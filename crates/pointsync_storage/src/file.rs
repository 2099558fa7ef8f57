//! File-based storage backend for persistent storage.
//!
//! Directory layout:
//!
//! ```text
//! <dir>/
//! ├─ LOCK              # Advisory lock, one process per directory
//! ├─ <key>.json        # One file per key
//! └─ <key>.json.tmp    # Transient, during atomic replace
//! ```

use crate::backend::{validate_key, StorageBackend};
use crate::error::{StorageError, StorageResult};
use fs2::FileExt;
use parking_lot::Mutex;
use std::fs::{self, File, OpenOptions};
use std::io::{self, Write};
use std::path::{Path, PathBuf};

const LOCK_FILE: &str = "LOCK";
const VALUE_EXTENSION: &str = "json";
const TEMP_EXTENSION: &str = "json.tmp";

/// A directory-backed storage backend.
///
/// Each key is stored in its own file. Writes go to a temporary file that is
/// synced and then renamed over the previous value, so a crash leaves either
/// the old or the new value, never a torn one.
///
/// # Thread Safety
///
/// Writes are serialised by an internal mutex. The directory is guarded by
/// an exclusive advisory lock for as long as the backend is alive.
///
/// # Example
///
/// ```no_run
/// use pointsync_storage::{StorageBackend, FileBackend};
/// use std::path::Path;
///
/// let backend = FileBackend::open(Path::new("server-data")).unwrap();
/// backend.put("points", b"[]").unwrap();
/// ```
#[derive(Debug)]
pub struct FileBackend {
    path: PathBuf,
    write_lock: Mutex<()>,
    _lock_file: File,
}

impl FileBackend {
    /// Opens or creates a storage directory.
    ///
    /// # Errors
    ///
    /// Returns an error if:
    /// - The path exists and is not a directory
    /// - Another process holds the lock (returns `Locked`)
    /// - I/O errors occur
    pub fn open(path: &Path) -> StorageResult<Self> {
        if !path.exists() {
            fs::create_dir_all(path)?;
        }

        if !path.is_dir() {
            return Err(StorageError::Io(io::Error::new(
                io::ErrorKind::InvalidInput,
                format!("path is not a directory: {}", path.display()),
            )));
        }

        let lock_file = OpenOptions::new()
            .read(true)
            .write(true)
            .create(true)
            .truncate(false)
            .open(path.join(LOCK_FILE))?;

        if lock_file.try_lock_exclusive().is_err() {
            return Err(StorageError::Locked(path.display().to_string()));
        }

        Ok(Self {
            path: path.to_path_buf(),
            write_lock: Mutex::new(()),
            _lock_file: lock_file,
        })
    }

    /// Returns the storage directory.
    #[must_use]
    pub fn path(&self) -> &Path {
        &self.path
    }

    /// Returns the file that holds `key`.
    #[must_use]
    pub fn value_path(&self, key: &str) -> PathBuf {
        self.path.join(format!("{key}.{VALUE_EXTENSION}"))
    }

    fn temp_path(&self, key: &str) -> PathBuf {
        self.path.join(format!("{key}.{TEMP_EXTENSION}"))
    }
}

impl StorageBackend for FileBackend {
    fn get(&self, key: &str) -> StorageResult<Option<Vec<u8>>> {
        validate_key(key)?;
        match fs::read(self.value_path(key)) {
            Ok(bytes) => Ok(Some(bytes)),
            Err(err) if err.kind() == io::ErrorKind::NotFound => Ok(None),
            Err(err) => Err(err.into()),
        }
    }

    fn put(&self, key: &str, value: &[u8]) -> StorageResult<()> {
        validate_key(key)?;
        let _guard = self.write_lock.lock();

        let temp = self.temp_path(key);
        {
            let mut file = File::create(&temp)?;
            file.write_all(value)?;
            file.sync_all()?;
        }
        fs::rename(&temp, self.value_path(key))?;
        Ok(())
    }

    fn remove(&self, key: &str) -> StorageResult<()> {
        validate_key(key)?;
        let _guard = self.write_lock.lock();

        match fs::remove_file(self.value_path(key)) {
            Ok(()) => Ok(()),
            Err(err) if err.kind() == io::ErrorKind::NotFound => Ok(()),
            Err(err) => Err(err.into()),
        }
    }
}
//! Pending local deletions.

use pointsync_protocol::PointId;
use std::collections::BTreeSet;

/// Ids deleted locally whose removal has not yet been observed remotely.
///
/// A tombstoned id is never re-inserted by a merge. The tombstone is cleared
/// once a remote snapshot no longer contains the id.
#[derive(Debug, Clone, Default, PartialEq, Eq)]
pub struct TombstoneSet {
    ids: BTreeSet<PointId>,
}

impl TombstoneSet {
    /// Creates an empty set.
    pub fn new() -> Self {
        Self::default()
    }

    /// Adds `id`.
    ///
    /// Only reachable through [`crate::LocalReplica::delete_point`], which
    /// removes the point from the store first.
    pub(crate) fn mark_deleted(&mut self, id: PointId) -> bool {
        self.ids.insert(id)
    }

    /// Returns true if `id` is pending deletion.
    pub fn contains(&self, id: &str) -> bool {
        self.ids.contains(id)
    }

    /// Drops every tombstone whose id is absent from `remote_ids` and
    /// returns the dropped ids.
    pub fn reconcile<'a, I>(&mut self, remote_ids: I) -> Vec<PointId>
    where
        I: IntoIterator<Item = &'a PointId>,
    {
        let remote: BTreeSet<&PointId> = remote_ids.into_iter().collect();
        let (kept, cleared): (BTreeSet<_>, BTreeSet<_>) = std::mem::take(&mut self.ids)
            .into_iter()
            .partition(|id| remote.contains(id));
        self.ids = kept;
        cleared.into_iter().collect()
    }

    /// Returns the number of pending deletions.
    pub fn len(&self) -> usize {
        self.ids.len()
    }

    /// Returns true if nothing is pending deletion.
    pub fn is_empty(&self) -> bool {
        self.ids.is_empty()
    }

    /// Iterates over the pending ids in order.
    pub fn iter(&self) -> impl Iterator<Item = &PointId> {
        self.ids.iter()
    }
}

impl FromIterator<PointId> for TombstoneSet {
    fn from_iter<I: IntoIterator<Item = PointId>>(iter: I) -> Self {
        Self {
            ids: iter.into_iter().collect(),
        }
    }
}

----

_The task_
Looking at the listing above, count the lines that contain "derive" and give nothing but the number.

_Answer to this exercise_
2